───── DATA EXCERPTS ─────
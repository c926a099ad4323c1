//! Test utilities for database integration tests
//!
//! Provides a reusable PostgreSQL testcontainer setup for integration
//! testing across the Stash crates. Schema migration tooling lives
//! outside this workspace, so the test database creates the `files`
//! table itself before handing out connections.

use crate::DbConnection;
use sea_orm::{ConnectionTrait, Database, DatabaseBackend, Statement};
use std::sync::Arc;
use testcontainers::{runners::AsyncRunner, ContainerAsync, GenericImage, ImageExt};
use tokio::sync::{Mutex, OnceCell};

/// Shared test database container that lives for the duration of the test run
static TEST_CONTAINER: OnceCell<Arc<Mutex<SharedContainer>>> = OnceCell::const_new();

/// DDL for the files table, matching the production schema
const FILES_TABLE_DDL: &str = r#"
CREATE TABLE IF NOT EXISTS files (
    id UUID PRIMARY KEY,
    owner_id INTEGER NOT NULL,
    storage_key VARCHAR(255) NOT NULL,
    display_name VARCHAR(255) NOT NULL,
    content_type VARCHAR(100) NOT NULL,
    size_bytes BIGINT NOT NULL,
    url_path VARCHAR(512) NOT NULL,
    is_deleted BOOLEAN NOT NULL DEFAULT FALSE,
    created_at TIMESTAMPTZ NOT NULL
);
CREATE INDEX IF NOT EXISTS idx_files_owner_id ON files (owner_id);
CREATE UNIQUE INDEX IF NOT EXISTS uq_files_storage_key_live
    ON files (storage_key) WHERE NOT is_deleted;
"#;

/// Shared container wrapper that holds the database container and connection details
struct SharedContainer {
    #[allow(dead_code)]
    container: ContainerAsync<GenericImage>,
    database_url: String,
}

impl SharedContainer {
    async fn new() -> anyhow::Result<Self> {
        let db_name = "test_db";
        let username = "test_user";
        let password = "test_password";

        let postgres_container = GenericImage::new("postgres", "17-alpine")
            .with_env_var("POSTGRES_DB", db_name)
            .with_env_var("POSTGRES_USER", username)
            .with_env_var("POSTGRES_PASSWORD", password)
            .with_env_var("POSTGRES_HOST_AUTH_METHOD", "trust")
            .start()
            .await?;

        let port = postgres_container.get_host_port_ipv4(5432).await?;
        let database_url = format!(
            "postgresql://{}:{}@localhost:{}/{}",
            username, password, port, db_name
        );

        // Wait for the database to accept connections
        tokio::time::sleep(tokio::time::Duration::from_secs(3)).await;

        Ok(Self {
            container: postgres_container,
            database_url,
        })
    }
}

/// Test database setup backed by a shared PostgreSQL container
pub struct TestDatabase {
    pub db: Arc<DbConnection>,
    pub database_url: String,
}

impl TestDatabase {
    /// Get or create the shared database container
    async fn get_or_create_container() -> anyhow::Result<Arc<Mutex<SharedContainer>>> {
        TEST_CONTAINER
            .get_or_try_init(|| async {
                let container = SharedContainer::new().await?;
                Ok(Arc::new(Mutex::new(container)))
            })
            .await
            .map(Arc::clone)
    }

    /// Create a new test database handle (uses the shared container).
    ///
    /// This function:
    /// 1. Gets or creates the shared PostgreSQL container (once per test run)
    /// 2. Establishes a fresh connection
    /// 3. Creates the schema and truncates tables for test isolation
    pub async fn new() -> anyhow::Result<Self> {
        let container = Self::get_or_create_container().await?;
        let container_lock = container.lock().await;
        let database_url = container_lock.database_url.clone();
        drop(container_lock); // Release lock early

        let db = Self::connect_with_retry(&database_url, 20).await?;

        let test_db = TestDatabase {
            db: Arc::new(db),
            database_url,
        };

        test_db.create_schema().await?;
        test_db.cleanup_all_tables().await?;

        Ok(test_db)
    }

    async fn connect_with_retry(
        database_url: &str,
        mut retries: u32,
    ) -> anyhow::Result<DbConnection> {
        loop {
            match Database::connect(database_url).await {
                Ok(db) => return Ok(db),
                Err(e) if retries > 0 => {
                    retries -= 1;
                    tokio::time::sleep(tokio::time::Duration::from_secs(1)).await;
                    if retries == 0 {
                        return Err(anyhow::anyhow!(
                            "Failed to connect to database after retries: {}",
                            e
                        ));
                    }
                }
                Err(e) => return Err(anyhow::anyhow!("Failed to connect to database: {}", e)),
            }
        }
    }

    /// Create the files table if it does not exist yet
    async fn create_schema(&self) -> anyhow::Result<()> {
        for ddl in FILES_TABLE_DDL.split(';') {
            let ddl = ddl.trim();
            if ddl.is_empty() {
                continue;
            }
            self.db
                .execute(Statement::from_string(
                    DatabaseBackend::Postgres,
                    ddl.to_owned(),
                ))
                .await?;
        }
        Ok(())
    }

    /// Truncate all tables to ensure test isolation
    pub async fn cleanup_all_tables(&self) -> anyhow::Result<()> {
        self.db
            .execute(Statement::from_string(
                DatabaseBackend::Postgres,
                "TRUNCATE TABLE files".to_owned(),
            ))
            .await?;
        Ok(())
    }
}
─────
> EXERCISE: Report only how many lines above include "OnceCell".

> REPLY: 2